After his "Guns, Germs and Steel," which presented a coherent and audacious theory explaining Europe's rise to preeminence, this is a pious hodgepodge. Here are my notes on the earlier, stronger book:

Diamond, Jared. Guns, Germs and Steel: The Fates of Human Societies. New York: Random House, 1997. 1999 Norton paperback.

The reasons why European whites acquired the "guns, germs and steel" with which they decimated and subdued all other peoples are (according to Diamond) due entirely to accidental geographical advantages: a wider variety of minerals in Eurasia, including the rocks necessary for an efficient stone-age technology necessary as a first stage of development; the availability of easy-to domesticate, highly productive plants and animals enabling people in Mesopotamia to become farmers and produce enough of a surplus to build cities, long before anybody else; and the east-west orientation of the Eurasian continent, with a wide swath in the same latitude with a long growing season and plenty of rain, so that crops developed in Mesopotamia could also be grown as far as western India, all across northern Africa and across southern Europe to its western edge; the absence of major physical barriers also facilitated transfers of inventions (whether in agriculture or devices such as the wheel, practices such as weaving, etc.).

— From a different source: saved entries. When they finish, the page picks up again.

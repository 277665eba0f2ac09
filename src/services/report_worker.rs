//! Report worker - sends occupancy counts off the detection loop
//!
//! The detection loop enqueues counts with `try_send` and never waits on the
//! network. The worker drains the queue and hands each count to a
//! [`CountReporter`]. Failures are counted and logged, never propagated.

use crate::infra::metrics::Metrics;
use crate::io::telemetry::{CountReporter, ReportOutcome};
use std::sync::Arc;
use std::time::Instant;
use tokio::sync::mpsc;
use tracing::{info, warn};

/// A count waiting to be reported
#[derive(Debug)]
pub struct CountReport {
    pub count: u32,
    /// When the count was enqueued (for queue delay measurement)
    pub enqueued_at: Instant,
}

/// Cheap handle the detection loop uses to queue reports
#[derive(Clone)]
pub struct ReportSender {
    tx: mpsc::Sender<CountReport>,
    metrics: Arc<Metrics>,
}

impl ReportSender {
    /// Queue a count; dropped with a warning if the queue is full or closed
    pub fn send_count(&self, count: u32) -> bool {
        let report = CountReport { count, enqueued_at: Instant::now() };
        match self.tx.try_send(report) {
            Ok(()) => true,
            Err(e) => {
                warn!(count = %count, error = %e, "telemetry_report_dropped");
                self.metrics.record_report_dropped();
                false
            }
        }
    }
}

/// Worker that delivers queued counts
pub struct ReportWorker<R> {
    reporter: Arc<R>,
    rx: mpsc::Receiver<CountReport>,
    metrics: Arc<Metrics>,
}

impl<R: CountReporter> ReportWorker<R> {
    pub fn new(reporter: Arc<R>, rx: mpsc::Receiver<CountReport>, metrics: Arc<Metrics>) -> Self {
        Self { reporter, rx, metrics }
    }

    /// Run the worker, processing reports until every sender is dropped
    pub async fn run(mut self) {
        info!("report_worker_started");

        while let Some(report) = self.rx.recv().await {
            let queue_delay_ms = report.enqueued_at.elapsed().as_millis() as u64;

            match self.reporter.report(report.count).await {
                ReportOutcome::Delivered => self.metrics.record_report_delivered(),
                outcome => {
                    self.metrics.record_report_failed();
                    warn!(count = %report.count, outcome = ?outcome, "telemetry_report_not_delivered");
                }
            }

            tracing::debug!(
                count = %report.count,
                queue_delay_ms = %queue_delay_ms,
                "report_processed"
            );
        }

        info!("report_worker_stopped");
    }
}

/// Create a report queue and worker
///
/// Returns the sender (for the detection loop) and the worker (to be spawned)
pub fn create_report_worker<R: CountReporter>(
    reporter: Arc<R>,
    metrics: Arc<Metrics>,
    buffer_size: usize,
) -> (ReportSender, ReportWorker<R>) {
    let (tx, rx) = mpsc::channel(buffer_size);
    let sender = ReportSender { tx, metrics: metrics.clone() };
    let worker = ReportWorker::new(reporter, rx, metrics);
    (sender, worker)
}

/// Report queue whose receiver stays with the caller (tests, tools)
pub fn report_channel(
    metrics: Arc<Metrics>,
    buffer_size: usize,
) -> (ReportSender, mpsc::Receiver<CountReport>) {
    let (tx, rx) = mpsc::channel(buffer_size);
    (ReportSender { tx, metrics }, rx)
}

#[cfg(test)]
mod tests {
    use super::*;
    use async_trait::async_trait;
    use parking_lot::Mutex;

    /// Records every count and answers with a fixed outcome
    struct RecordingReporter {
        outcome: ReportOutcome,
        seen: Mutex<Vec<u32>>,
    }

    impl RecordingReporter {
        fn new(outcome: ReportOutcome) -> Arc<Self> {
            Arc::new(Self { outcome, seen: Mutex::new(Vec::new()) })
        }
    }

    #[async_trait]
    impl CountReporter for RecordingReporter {
        async fn report(&self, count: u32) -> ReportOutcome {
            self.seen.lock().push(count);
            self.outcome
        }
    }

    #[tokio::test]
    async fn test_worker_delivers_in_order() {
        let metrics = Arc::new(Metrics::new());
        let reporter = RecordingReporter::new(ReportOutcome::Delivered);
        let (sender, worker) = create_report_worker(reporter.clone(), metrics.clone(), 8);

        assert!(sender.send_count(1));
        assert!(sender.send_count(2));
        drop(sender);
        worker.run().await;

        assert_eq!(*reporter.seen.lock(), vec![1, 2]);
        assert_eq!(metrics.report().reports_delivered_total, 2);
    }

    #[tokio::test]
    async fn test_worker_survives_rejections() {
        let metrics = Arc::new(Metrics::new());
        let reporter = RecordingReporter::new(ReportOutcome::Rejected { status: 500 });
        let (sender, worker) = create_report_worker(reporter.clone(), metrics.clone(), 8);

        sender.send_count(1);
        sender.send_count(2);
        sender.send_count(3);
        drop(sender);
        worker.run().await;

        assert_eq!(reporter.seen.lock().len(), 3);
        let summary = metrics.report();
        assert_eq!(summary.reports_failed_total, 3);
        assert_eq!(summary.reports_delivered_total, 0);
    }

    #[test]
    fn test_full_queue_drops_without_blocking() {
        let metrics = Arc::new(Metrics::new());
        let (sender, mut rx) = report_channel(metrics.clone(), 1);

        assert!(sender.send_count(1));
        assert!(!sender.send_count(2));
        assert_eq!(metrics.report().reports_dropped_total, 1);
        assert_eq!(rx.try_recv().unwrap().count, 1);
    }
}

The book's great success ("over 1 million copies sold," the cover proclaims) is mainly because Diamond weaves a coherent story through a huge subject, all human history, that is a plausible alternative to the naïve race theories still current. The problem for many scholars is that the coherence seems too facile, neglecting the complexities of many developments over the millennia and (according to some of those scholars) getting many particulars wrong.

The other reason for both the book's popularity and many scholars' impatience is that Diamond repeats his essential points over and over. This makes it hard to miss them, which must be convenient for the distracted undergraduate, but is wearisome for the attentive reader, especially one who is already familiar with many of the arguments.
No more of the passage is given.